INSTRUCTIONS TO FOLLOW =
From the entries below, copy every line that has the word "opaque".

Stored items

=-=-=-=-=

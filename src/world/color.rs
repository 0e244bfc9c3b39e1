// src/world/color.rs
//! Map colour palette, brightness tiers and packed ARGB helpers

/// Packed `0xAARRGGBB` value meaning "nothing to draw here".
pub const NO_DATA: u32 = 0;

/// Shading level applied to a base map colour.
#[derive(Debug, Clone, Copy, PartialEq, Eq, Hash)]
pub enum Brightness {
    Low,
    Normal,
    High,
    Lowest,
}

impl Brightness {
    /// Channel multiplier out of 255.
    pub fn modifier(self) -> u32 {
        match self {
            Brightness::Low => 180,
            Brightness::Normal => 220,
            Brightness::High => 255,
            Brightness::Lowest => 135,
        }
    }
}

/// Base colour a block contributes to a top-down map.
#[derive(Debug, Clone, Copy, PartialEq, Eq, Hash)]
pub struct MapColor {
    pub id: u8,
    pub rgb: u32,
}

impl MapColor {
    pub const NONE: MapColor = MapColor { id: 0, rgb: 0x000000 };
    pub const GRASS: MapColor = MapColor { id: 1, rgb: 0x7FB238 };
    pub const SAND: MapColor = MapColor { id: 2, rgb: 0xF7E9A3 };
    pub const WOOL: MapColor = MapColor { id: 3, rgb: 0xC7C7C7 };
    pub const FIRE: MapColor = MapColor { id: 4, rgb: 0xFF0000 };
    pub const ICE: MapColor = MapColor { id: 5, rgb: 0xA0A0FF };
    pub const METAL: MapColor = MapColor { id: 6, rgb: 0xA7A7A7 };
    pub const PLANT: MapColor = MapColor { id: 7, rgb: 0x007C00 };
    pub const SNOW: MapColor = MapColor { id: 8, rgb: 0xFFFFFF };
    pub const CLAY: MapColor = MapColor { id: 9, rgb: 0xA4A8B8 };
    pub const DIRT: MapColor = MapColor { id: 10, rgb: 0x976D4D };
    pub const STONE: MapColor = MapColor { id: 11, rgb: 0x707070 };
    pub const WATER: MapColor = MapColor { id: 12, rgb: 0x4040FF };
    pub const WOOD: MapColor = MapColor { id: 13, rgb: 0x8F7748 };
    pub const QUARTZ: MapColor = MapColor { id: 14, rgb: 0xFFFCF5 };
    pub const COLOR_ORANGE: MapColor = MapColor { id: 15, rgb: 0xD87F33 };
    pub const COLOR_GRAY: MapColor = MapColor { id: 21, rgb: 0x4C4C4C };
    pub const COLOR_BROWN: MapColor = MapColor { id: 26, rgb: 0x664C33 };
    pub const COLOR_GREEN: MapColor = MapColor { id: 27, rgb: 0x667F33 };
    pub const COLOR_BLACK: MapColor = MapColor { id: 29, rgb: 0x191919 };
    pub const NETHER: MapColor = MapColor { id: 35, rgb: 0x700200 };

    pub fn is_none(self) -> bool {
        self.id == Self::NONE.id
    }

    /// Final opaque pixel for this colour at the given brightness; `NONE` has no pixel.
    pub fn argb(self, brightness: Brightness) -> u32 {
        if self.is_none() {
            return NO_DATA;
        }
        let m = brightness.modifier();
        let r = red(self.rgb) * m / 255;
        let g = green(self.rgb) * m / 255;
        let b = blue(self.rgb) * m / 255;
        color(255, r, g, b)
    }
}

pub fn alpha(color: u32) -> u32 {
    color >> 24
}

pub fn red(color: u32) -> u32 {
    (color >> 16) & 0xFF
}

pub fn green(color: u32) -> u32 {
    (color >> 8) & 0xFF
}

pub fn blue(color: u32) -> u32 {
    color & 0xFF
}

pub fn color(alpha: u32, red: u32, green: u32, blue: u32) -> u32 {
    (alpha & 0xFF) << 24 | (red & 0xFF) << 16 | (green & 0xFF) << 8 | (blue & 0xFF)
}

pub fn opaque(color: u32) -> u32 {
    color | 0xFF00_0000
}

/// Split a packed ARGB value into RGBA byte order.
pub fn to_rgba(color: u32) -> [u8; 4] {
    [red(color) as u8, green(color) as u8, blue(color) as u8, alpha(color) as u8]
}

#[cfg(test)]
mod tests {
    use super::*;

    #[test]
    fn test_brightness_scaling() {
        // 0x70 * 220 / 255 = 96
        assert_eq!(MapColor::STONE.argb(Brightness::Normal), 0xFF60_6060);
        assert_eq!(MapColor::STONE.argb(Brightness::High), 0xFF70_7070);
        assert_eq!(MapColor::STONE.argb(Brightness::Low), 0xFF4F_4F4F);
    }

    #[test]
    fn test_none_has_no_pixel() {
        assert_eq!(MapColor::NONE.argb(Brightness::High), NO_DATA);
    }

    #[test]
    fn test_channel_packing() {
        let c = color(0x12, 0x34, 0x56, 0x78);
        assert_eq!(c, 0x1234_5678);
        assert_eq!((alpha(c), red(c), green(c), blue(c)), (0x12, 0x34, 0x56, 0x78));
        assert_eq!(to_rgba(c), [0x34, 0x56, 0x78, 0x12]);
        assert_eq!(opaque(0x0011_2233), 0xFF11_2233);
    }
}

=-=-=-=-=

YOUR SOLUTION =
    /// Final opaque pixel for this colour at the given brightness; `NONE` has no pixel.
pub fn opaque(color: u32) -> u32 {
        assert_eq!(opaque(0x0011_2233), 0xFF11_2233);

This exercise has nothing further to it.